Updates from August, 2024 Toggle Comment Threads | Keyboard Shortcuts

  • Kate 19:06 on 2024-08-11 Permalink | Reply  

    As happens every year following the big tennis tournament, there’s talk of putting an expensive roof on the existing stadium.

    Somehow, the phrase “stadium roof” has a certain ring to it.

    Update Monday: That was fast. Le toit va attendre.

    Twice Sunday, out walking around, I spotted confused couples on Jarry looking at their phones and arguing. Both times I stopped and asked them if they were looking for something and the response was “Stade Jarry”; one of the pairs had made it from the metro most of the way east to St‑Hubert without realizing they were walking directly away from their destination. I suspect the event needs to put more emphasis on going there via de Castelnau, not Jarry station.

     
    • Nicholas 19:14 on 2024-08-11 Permalink

      If you’re going to switch to the Blue Line anyway, Park is slightly closer (even closer if you take the train). And Jean-Talon is a similar distance as Jarry. I assume people just see the word Jarry on the stadium and then go to Jarry station?

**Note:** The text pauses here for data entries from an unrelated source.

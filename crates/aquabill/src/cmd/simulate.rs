//! aquabill-simulate - Bill a monthly volume against the progressive tariff.
//!
//! # Usage
//!
//! ```bash
//! aquabill-simulate 34.5
//! aquabill-simulate 34.5 --fixed-fee 30 --no-sewer --format json
//! ```

use anyhow::Result;
use aquabill_core::{calculate_water_bill, tariff_table, TariffBand, WaterBillResult};
use clap::Parser;
use rust_decimal::Decimal;
use serde::Serialize;
use std::io::{self, Write};
use std::process::ExitCode;
use tracing::debug;

use super::{init_logging, OutputFormat};
use crate::report;

/// Bill a normalized monthly volume against the tariff table.
#[derive(Parser, Debug)]
#[command(name = "aquabill-simulate")]
#[command(author, version, about, long_about = None)]
pub struct Args {
    /// Normalized monthly consumption, in m³
    #[arg(value_name = "VOLUME", value_parser = parse_amount)]
    pub volume: Decimal,

    /// Fixed service fee
    #[arg(long, default_value = "25.00", value_parser = parse_amount)]
    pub fixed_fee: Decimal,

    /// Do not bill sewer on top of water
    #[arg(long)]
    pub no_sewer: bool,

    /// Output format (text or json)
    #[arg(long, short = 'f', value_enum, default_value = "text")]
    pub format: OutputFormat,

    /// Show verbose output
    #[arg(short, long)]
    pub verbose: bool,
}

fn parse_amount(text: &str) -> Result<Decimal, String> {
    let value: Decimal = text
        .replace(',', ".")
        .parse()
        .map_err(|e| format!("invalid number '{text}': {e}"))?;
    if value.is_sign_negative() {
        return Err(format!("must not be negative: {text}"));
    }
    Ok(value)
}

#[derive(Serialize)]
struct Simulation<'a> {
    tariff: &'a [TariffBand],
    bill: &'a WaterBillResult,
}

/// Main entry point for the simulate command.
pub fn main() -> ExitCode {
    let args = Args::parse();
    init_logging(args.verbose);

    let mut stdout = io::stdout().lock();
    match run_with_writer(&args, &mut stdout) {
        Ok(()) => ExitCode::SUCCESS,
        Err(e) => {
            eprintln!("error: {e:#}");
            ExitCode::from(2)
        }
    }
}

/// Run the command, writing results to `writer`.
pub fn run_with_writer<W: Write>(args: &Args, writer: &mut W) -> Result<()> {
    let bill = calculate_water_bill(args.volume, !args.no_sewer, args.fixed_fee);
    debug!(volume = %args.volume, total = %bill.total, "simulated bill");

    match args.format {
        OutputFormat::Text => {
            report::write_tariff_table(tariff_table(), writer)?;
            writeln!(writer)?;
            report::write_bill(&bill, writer)?;
        }
        OutputFormat::Json => {
            let simulation = Simulation {
                tariff: tariff_table(),
                bill: &bill,
            };
            serde_json::to_writer_pretty(&mut *writer, &simulation)?;
            writeln!(writer)?;
        }
    }

    Ok(())
}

    • Kate 19:32 on 2024-08-11 Permalink

      Park station is closer on the map, but it’s a longer walk around via the underpass, and confusing for people who don’t know the local geography. Whereas with de Castelnau, you just exit, walk past 7400, and you’re in the park.

      And yes, they simply assumed Jarry would be closest to Stade Jarry.

      I’ve also helped out people who exit from Jean‑Talon station and emerge not having the faintest clue where Jean‑Talon market is, but someone could be there doing that all day.

      Thankfully the tennis will be over and we’ll get our park back soon.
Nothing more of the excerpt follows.